Tuesday, October 26, 2010

Hauerwas on the Way of Peace

Researching the contrasts and similarities between Karl Barth and Stanley Hauerwas on ethics and ecclesiology, I came across the following in Hauerwas' The Peaceable Kingdom (p. 87-90):

“Jesus’ cross, however, is not merely a general symbol of the moral significance of self-sacrifice. . . . Rather the cross is Jesus’ ultimate dispossession through which God has conquered the powers of this world. The cross is not just a symbol of God’s kingdom come; it is that kingdom come.... [Because of this], we believe that forgiveness and love are alternatives to the coercion the world thinks necessary for existence....[Thus] all life is valued, even the lives of our enemies, because God has valued them....

It is crucial that we understand that such a peaceableness is possible only if we are also a forgiven people. We must remember that our first task is not to forgive, but to learn to be the forgiven.... Only by learning to accept God’s forgiveness as we see it in the life and death of Jesus can we acquire the power that comes from learning to give up that control....

It is true, of course, that in a sense to be a ‘forgiven people’ makes us lose control.

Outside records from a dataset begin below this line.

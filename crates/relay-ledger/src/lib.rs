//! Credential lifecycle and traffic reconciliation for a relay inbound.
//!
//! [`ReconciliationEngine`] keeps the relay's live user set in step with the
//! durable ledger and folds the relay's resettable traffic counters into
//! cumulative per-user totals. [`RegistrationAuthority`] turns single-use
//! invite tokens into identities.

pub mod counter;
mod engine;
mod error;
mod locks;
mod registration;

pub use counter::{parse_counter_name, CounterCategory, CounterName, Direction};
pub use engine::{
    EngineConfig, InboundTraffic, IssuedCredential, ReconcileReport, ReconciliationEngine,
    RestoreReport,
};
pub use error::{LedgerError, LedgerResult};
pub use registration::RegistrationAuthority;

To be forgiven means that I must face the fact that my life actually lies in the hands of others. I must learn to trust them as I have learned to trust God. Thus it is not accidental that Jesus teaches us to pray for our daily bread... to learn to live on a day-to-day basis....

When we exist as a forgiven people we are able to be at peace with our histories, so that now God’s life determines our whole way of being – our character. We no longer need to deny our past, or tell ourselves false stories, as now we can accept what we have been without the knowledge of our sin destroying us....

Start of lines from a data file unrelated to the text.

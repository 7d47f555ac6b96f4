//! Help command - displays available commands.

use crate::commands::{Admins, CommandHandler};
use crate::error::AppResult;
use async_trait::async_trait;
use telegram_client::BotMessage;

const USER_HELP: &str = "<b>Relay Warden</b>

<b>Commands:</b>
/hello - Show your user id
/register &lt;token&gt; - Register with a token from an admin
/proxy - Get your connection link
/rotate - Replace your link with a new one
/usage - Show your traffic
/help - Show this message";

const ADMIN_HELP: &str = "

<b>Admin:</b>
/token - Create a registration token
/users - List registered users
/deluser &lt;user id&gt; - Delete a user and revoke their links
/traffic - Inbound and per-user traffic";

pub struct HelpHandler {
    admins: Admins,
}

impl HelpHandler {
    pub fn new(admins: Admins) -> Self {
        Self { admins }
    }
}

#[async_trait]
impl CommandHandler for HelpHandler {
    fn trigger(&self) -> &str {
        "help"
    }

    async fn execute(&self, message: &BotMessage) -> AppResult<String> {
        if self.admins.contains(&message.user_id) {
            Ok(format!("{}{}", USER_HELP, ADMIN_HELP))
        } else {
            Ok(USER_HELP.into())
        }
    }
}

That we are only able to have a history, a self, through the forgiveness wrought by God means that the resurrection of Jesus is the absolute center of history.... Only if our Lord is a risen Lord, therefore, can we have the confidence and the power to be a community of forgiveness."

At the end of the day I think my comparison between Barth and Hauerwas is going to side with Barth in emphasizing that the ethics of forgiveness is not so much a "confidence" and a "power" as it is a perpetual gift of God perpetually invoked and shared, but the sentiment is the same. Indeed, Hauerwas himself connects forgiveness to the prayer for daily bread and sums the whole thing up as follows:

“For this is no dead Lord we follow but the living God, who having dwelt among us as an individual, is now eternally present to us making possible our living as forgiven agents of God’s new creation.”

3 comments:

Anonymous said...

Thanks for posting this. During the recent discussion on Hauerwas and Barth the claim was being advanced that they have fundamentally different "gospels." I was wondering if you have found this true in your reading of the two?

Jon Coutts said...

My thought is that there is a slightly exaggerated truth to that statement, but it is more appropriate in the context of a finer debate about how the two see the gospel in ecclesiology than in the context of a larger discussion of their overall theology. Hauerwas and Barth are close: it is no secret that Hauerwas was taken to school by Barth and I think it shows. However, in the debate about ethics and ecclesiology, while Hauerwas has more specifically to say in both areas, Barth lays better ground in Christology and the doctrine of God and ends up with a significantly different, and in my view better, take on how the two (ethics and ecclesia) are carried out.

All that to say I see the point of the polemic between the two, and would tend to side with Barth at this point, but I see the two as mainly complementary, as long as Hauerwas is willing to do a bit more of the complimenting (which I realise maybe he isn't)! I tried to indicate this difference a little bit in the post, while still trying to show how the two agreed.

mshedden said...

Thanks for your answering my question. I feel very much along the same lines you do although given our context (and that I could never pass for systematic) I am not sure who needs compliment each other more. I think Barth needs Hauerwas most clearly in his claims that if you are going to believe what Barth says about Jesus Christ then we need to accept that means living in the world peaceably, something Barth never quite reaches himself.
Thanks for the thoughts again and I do really enjoy your blog. I look forward to hearing more about your studies.